(RECORDS FOR PROCESSING begins)

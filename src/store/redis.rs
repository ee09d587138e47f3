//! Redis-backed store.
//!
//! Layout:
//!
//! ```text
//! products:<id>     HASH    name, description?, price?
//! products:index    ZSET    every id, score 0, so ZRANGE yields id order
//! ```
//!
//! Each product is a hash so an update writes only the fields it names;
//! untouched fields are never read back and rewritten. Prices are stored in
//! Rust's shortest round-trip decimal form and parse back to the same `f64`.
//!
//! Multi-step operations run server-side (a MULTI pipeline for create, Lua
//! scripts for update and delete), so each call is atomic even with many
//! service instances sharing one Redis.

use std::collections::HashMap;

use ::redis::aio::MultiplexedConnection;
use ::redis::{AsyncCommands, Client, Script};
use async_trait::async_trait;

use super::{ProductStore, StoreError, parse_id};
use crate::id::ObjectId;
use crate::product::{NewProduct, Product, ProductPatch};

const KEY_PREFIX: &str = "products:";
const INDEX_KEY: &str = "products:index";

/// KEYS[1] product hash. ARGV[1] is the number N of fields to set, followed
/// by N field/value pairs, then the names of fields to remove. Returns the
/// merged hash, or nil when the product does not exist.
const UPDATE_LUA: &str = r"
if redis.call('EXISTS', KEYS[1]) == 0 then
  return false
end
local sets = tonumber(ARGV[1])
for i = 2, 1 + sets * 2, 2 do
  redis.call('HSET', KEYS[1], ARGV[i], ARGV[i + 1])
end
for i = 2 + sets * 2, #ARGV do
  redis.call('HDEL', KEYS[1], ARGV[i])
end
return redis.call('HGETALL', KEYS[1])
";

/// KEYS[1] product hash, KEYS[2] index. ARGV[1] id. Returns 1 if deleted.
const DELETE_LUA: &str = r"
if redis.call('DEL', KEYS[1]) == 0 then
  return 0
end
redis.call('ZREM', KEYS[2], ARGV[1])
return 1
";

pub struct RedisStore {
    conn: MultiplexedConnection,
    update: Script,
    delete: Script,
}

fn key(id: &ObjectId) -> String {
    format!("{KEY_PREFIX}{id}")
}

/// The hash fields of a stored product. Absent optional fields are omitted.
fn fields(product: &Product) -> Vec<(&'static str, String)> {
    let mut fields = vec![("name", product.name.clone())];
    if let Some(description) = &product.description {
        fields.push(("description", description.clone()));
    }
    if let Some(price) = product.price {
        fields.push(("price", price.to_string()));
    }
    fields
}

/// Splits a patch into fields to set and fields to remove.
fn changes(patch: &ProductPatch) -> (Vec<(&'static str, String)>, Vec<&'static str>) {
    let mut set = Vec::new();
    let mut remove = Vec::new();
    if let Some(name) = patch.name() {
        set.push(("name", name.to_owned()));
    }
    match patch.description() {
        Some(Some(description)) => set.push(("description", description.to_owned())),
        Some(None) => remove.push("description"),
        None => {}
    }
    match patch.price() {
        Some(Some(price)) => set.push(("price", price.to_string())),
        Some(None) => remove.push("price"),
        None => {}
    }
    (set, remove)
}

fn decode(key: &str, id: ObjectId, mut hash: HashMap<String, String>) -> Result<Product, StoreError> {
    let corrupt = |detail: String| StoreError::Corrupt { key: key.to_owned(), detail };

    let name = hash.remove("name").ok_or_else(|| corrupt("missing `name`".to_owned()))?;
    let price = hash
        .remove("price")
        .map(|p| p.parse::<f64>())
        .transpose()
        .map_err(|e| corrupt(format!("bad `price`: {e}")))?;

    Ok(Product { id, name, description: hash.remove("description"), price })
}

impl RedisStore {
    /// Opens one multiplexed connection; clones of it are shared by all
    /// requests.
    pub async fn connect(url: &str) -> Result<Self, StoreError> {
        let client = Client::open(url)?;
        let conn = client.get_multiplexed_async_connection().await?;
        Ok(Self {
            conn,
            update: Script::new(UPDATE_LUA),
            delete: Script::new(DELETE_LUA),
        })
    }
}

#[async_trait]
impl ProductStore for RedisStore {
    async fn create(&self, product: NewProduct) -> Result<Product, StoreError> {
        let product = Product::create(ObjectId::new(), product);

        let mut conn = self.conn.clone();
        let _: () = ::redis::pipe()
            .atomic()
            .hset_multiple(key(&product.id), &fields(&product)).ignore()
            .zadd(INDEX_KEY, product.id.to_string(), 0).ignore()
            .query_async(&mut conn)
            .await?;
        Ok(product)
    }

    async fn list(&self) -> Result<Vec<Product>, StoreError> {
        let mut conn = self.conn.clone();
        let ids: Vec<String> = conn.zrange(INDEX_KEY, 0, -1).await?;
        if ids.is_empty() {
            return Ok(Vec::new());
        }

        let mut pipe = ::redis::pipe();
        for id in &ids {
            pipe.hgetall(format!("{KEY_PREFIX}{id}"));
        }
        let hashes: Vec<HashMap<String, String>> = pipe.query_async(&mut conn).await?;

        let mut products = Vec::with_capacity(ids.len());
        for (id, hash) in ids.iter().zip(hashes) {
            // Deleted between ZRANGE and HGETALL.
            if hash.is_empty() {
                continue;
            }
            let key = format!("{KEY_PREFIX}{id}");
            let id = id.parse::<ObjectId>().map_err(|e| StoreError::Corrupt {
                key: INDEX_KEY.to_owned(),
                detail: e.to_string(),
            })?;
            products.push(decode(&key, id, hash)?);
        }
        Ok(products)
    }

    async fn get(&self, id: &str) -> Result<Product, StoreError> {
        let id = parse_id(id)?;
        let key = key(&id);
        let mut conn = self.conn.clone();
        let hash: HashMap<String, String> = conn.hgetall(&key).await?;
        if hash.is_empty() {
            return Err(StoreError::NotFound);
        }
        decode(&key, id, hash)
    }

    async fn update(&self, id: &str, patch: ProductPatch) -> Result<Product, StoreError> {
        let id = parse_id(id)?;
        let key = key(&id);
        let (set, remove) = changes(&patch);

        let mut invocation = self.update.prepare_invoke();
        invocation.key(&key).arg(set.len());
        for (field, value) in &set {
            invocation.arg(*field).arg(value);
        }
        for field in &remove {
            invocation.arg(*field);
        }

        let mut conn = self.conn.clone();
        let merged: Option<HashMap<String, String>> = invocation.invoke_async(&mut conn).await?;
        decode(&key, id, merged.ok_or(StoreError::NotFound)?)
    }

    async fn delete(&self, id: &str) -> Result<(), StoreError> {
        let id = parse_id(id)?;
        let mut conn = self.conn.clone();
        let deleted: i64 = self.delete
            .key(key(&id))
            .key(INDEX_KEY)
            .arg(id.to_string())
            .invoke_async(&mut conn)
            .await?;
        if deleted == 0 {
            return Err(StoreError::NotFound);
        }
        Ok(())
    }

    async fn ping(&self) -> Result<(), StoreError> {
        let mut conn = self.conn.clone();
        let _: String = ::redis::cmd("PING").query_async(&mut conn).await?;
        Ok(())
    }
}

(RECORDS FOR PROCESSING ends)

■ WHAT TO WORK ON ■
Write out all the entries exactly.

■ YOUR SOLUTION ■
filename src/store/redis.rs
repository ee09d587138e47f3
//! Redis-backed store.
//!
//! Layout:
//!
//! ```text
//! products:<id>     HASH    name, description?, price?
//! products:index    ZSET    every id, score 0, so ZRANGE yields id order
//! ```
//!
//! Each product is a hash so an update writes only the fields it names;
//! untouched fields are never read back and rewritten. Prices are stored in
//! Rust's shortest round-trip decimal form and parse back to the same `f64`.
//!
//! Multi-step operations run server-side (a MULTI pipeline for create, Lua
//! scripts for update and delete), so each call is atomic even with many
//! service instances sharing one Redis.

use std::collections::HashMap;

use ::redis::aio::MultiplexedConnection;
use ::redis::{AsyncCommands, Client, Script};
use async_trait::async_trait;

use super::{ProductStore, StoreError, parse_id};
use crate::id::ObjectId;
use crate::product::{NewProduct, Product, ProductPatch};

const KEY_PREFIX: &str = "products:";
const INDEX_KEY: &str = "products:index";

/// KEYS[1] product hash. ARGV[1] is the number N of fields to set, followed
/// by N field/value pairs, then the names of fields to remove. Returns the
/// merged hash, or nil when the product does not exist.
const UPDATE_LUA: &str = r"
if redis.call('EXISTS', KEYS[1]) == 0 then
  return false
end
local sets = tonumber(ARGV[1])
for i = 2, 1 + sets * 2, 2 do
  redis.call('HSET', KEYS[1], ARGV[i], ARGV[i + 1])
end
for i = 2 + sets * 2, #ARGV do
  redis.call('HDEL', KEYS[1], ARGV[i])
end
return redis.call('HGETALL', KEYS[1])
";

/// KEYS[1] product hash, KEYS[2] index. ARGV[1] id. Returns 1 if deleted.
const DELETE_LUA: &str = r"
if redis.call('DEL', KEYS[1]) == 0 then
  return 0
end
redis.call('ZREM', KEYS[2], ARGV[1])
return 1
";

pub struct RedisStore {
    conn: MultiplexedConnection,
    update: Script,
    delete: Script,
}

fn key(id: &ObjectId) -> String {
    format!("{KEY_PREFIX}{id}")
}

/// The hash fields of a stored product. Absent optional fields are omitted.
fn fields(product: &Product) -> Vec<(&'static str, String)> {
    let mut fields = vec![("name", product.name.clone())];
    if let Some(description) = &product.description {
        fields.push(("description", description.clone()));
    }
    if let Some(price) = product.price {
        fields.push(("price", price.to_string()));
    }
    fields
}

/// Splits a patch into fields to set and fields to remove.
fn changes(patch: &ProductPatch) -> (Vec<(&'static str, String)>, Vec<&'static str>) {
    let mut set = Vec::new();
    let mut remove = Vec::new();
    if let Some(name) = patch.name() {
        set.push(("name", name.to_owned()));
    }
    match patch.description() {
        Some(Some(description)) => set.push(("description", description.to_owned())),
        Some(None) => remove.push("description"),
        None => {}
    }
    match patch.price() {
        Some(Some(price)) => set.push(("price", price.to_string())),
        Some(None) => remove.push("price"),
        None => {}
    }
    (set, remove)
}

fn decode(key: &str, id: ObjectId, mut hash: HashMap<String, String>) -> Result<Product, StoreError> {
    let corrupt = |detail: String| StoreError::Corrupt { key: key.to_owned(), detail };

    let name = hash.remove("name").ok_or_else(|| corrupt("missing `name`".to_owned()))?;
    let price = hash
        .remove("price")
        .map(|p| p.parse::<f64>())
        .transpose()
        .map_err(|e| corrupt(format!("bad `price`: {e}")))?;

    Ok(Product { id, name, description: hash.remove("description"), price })
}

impl RedisStore {
    /// Opens one multiplexed connection; clones of it are shared by all
    /// requests.
    pub async fn connect(url: &str) -> Result<Self, StoreError> {
        let client = Client::open(url)?;
        let conn = client.get_multiplexed_async_connection().await?;
        Ok(Self {
            conn,
            update: Script::new(UPDATE_LUA),
            delete: Script::new(DELETE_LUA),
        })
    }
}

#[async_trait]
impl ProductStore for RedisStore {
    async fn create(&self, product: NewProduct) -> Result<Product, StoreError> {
        let product = Product::create(ObjectId::new(), product);

        let mut conn = self.conn.clone();
        let _: () = ::redis::pipe()
            .atomic()
            .hset_multiple(key(&product.id), &fields(&product)).ignore()
            .zadd(INDEX_KEY, product.id.to_string(), 0).ignore()
            .query_async(&mut conn)
            .await?;
        Ok(product)
    }

    async fn list(&self) -> Result<Vec<Product>, StoreError> {
        let mut conn = self.conn.clone();
        let ids: Vec<String> = conn.zrange(INDEX_KEY, 0, -1).await?;
        if ids.is_empty() {
            return Ok(Vec::new());
        }

        let mut pipe = ::redis::pipe();
        for id in &ids {
            pipe.hgetall(format!("{KEY_PREFIX}{id}"));
        }
        let hashes: Vec<HashMap<String, String>> = pipe.query_async(&mut conn).await?;

        let mut products = Vec::with_capacity(ids.len());
        for (id, hash) in ids.iter().zip(hashes) {
            // Deleted between ZRANGE and HGETALL.
            if hash.is_empty() {
                continue;
            }
            let key = format!("{KEY_PREFIX}{id}");
            let id = id.parse::<ObjectId>().map_err(|e| StoreError::Corrupt {
                key: INDEX_KEY.to_owned(),
                detail: e.to_string(),
            })?;
            products.push(decode(&key, id, hash)?);
        }
        Ok(products)
    }

    async fn get(&self, id: &str) -> Result<Product, StoreError> {
        let id = parse_id(id)?;
        let key = key(&id);
        let mut conn = self.conn.clone();
        let hash: HashMap<String, String> = conn.hgetall(&key).await?;
        if hash.is_empty() {
            return Err(StoreError::NotFound);
        }
        decode(&key, id, hash)
    }

    async fn update(&self, id: &str, patch: ProductPatch) -> Result<Product, StoreError> {
        let id = parse_id(id)?;
        let key = key(&id);
        let (set, remove) = changes(&patch);

        let mut invocation = self.update.prepare_invoke();
        invocation.key(&key).arg(set.len());
        for (field, value) in &set {
            invocation.arg(*field).arg(value);
        }
        for field in &remove {
            invocation.arg(*field);
        }

        let mut conn = self.conn.clone();
        let merged: Option<HashMap<String, String>> = invocation.invoke_async(&mut conn).await?;
        decode(&key, id, merged.ok_or(StoreError::NotFound)?)
    }

    async fn delete(&self, id: &str) -> Result<(), StoreError> {
        let id = parse_id(id)?;
        let mut conn = self.conn.clone();
        let deleted: i64 = self.delete
            .key(key(&id))
            .key(INDEX_KEY)
            .arg(id.to_string())
            .invoke_async(&mut conn)
            .await?;
        if deleted == 0 {
            return Err(StoreError::NotFound);
        }
        Ok(())
    }

    async fn ping(&self) -> Result<(), StoreError> {
        let mut conn = self.conn.clone();
        let _: String = ::redis::cmd("PING").query_async(&mut conn).await?;
        Ok(())
    }
}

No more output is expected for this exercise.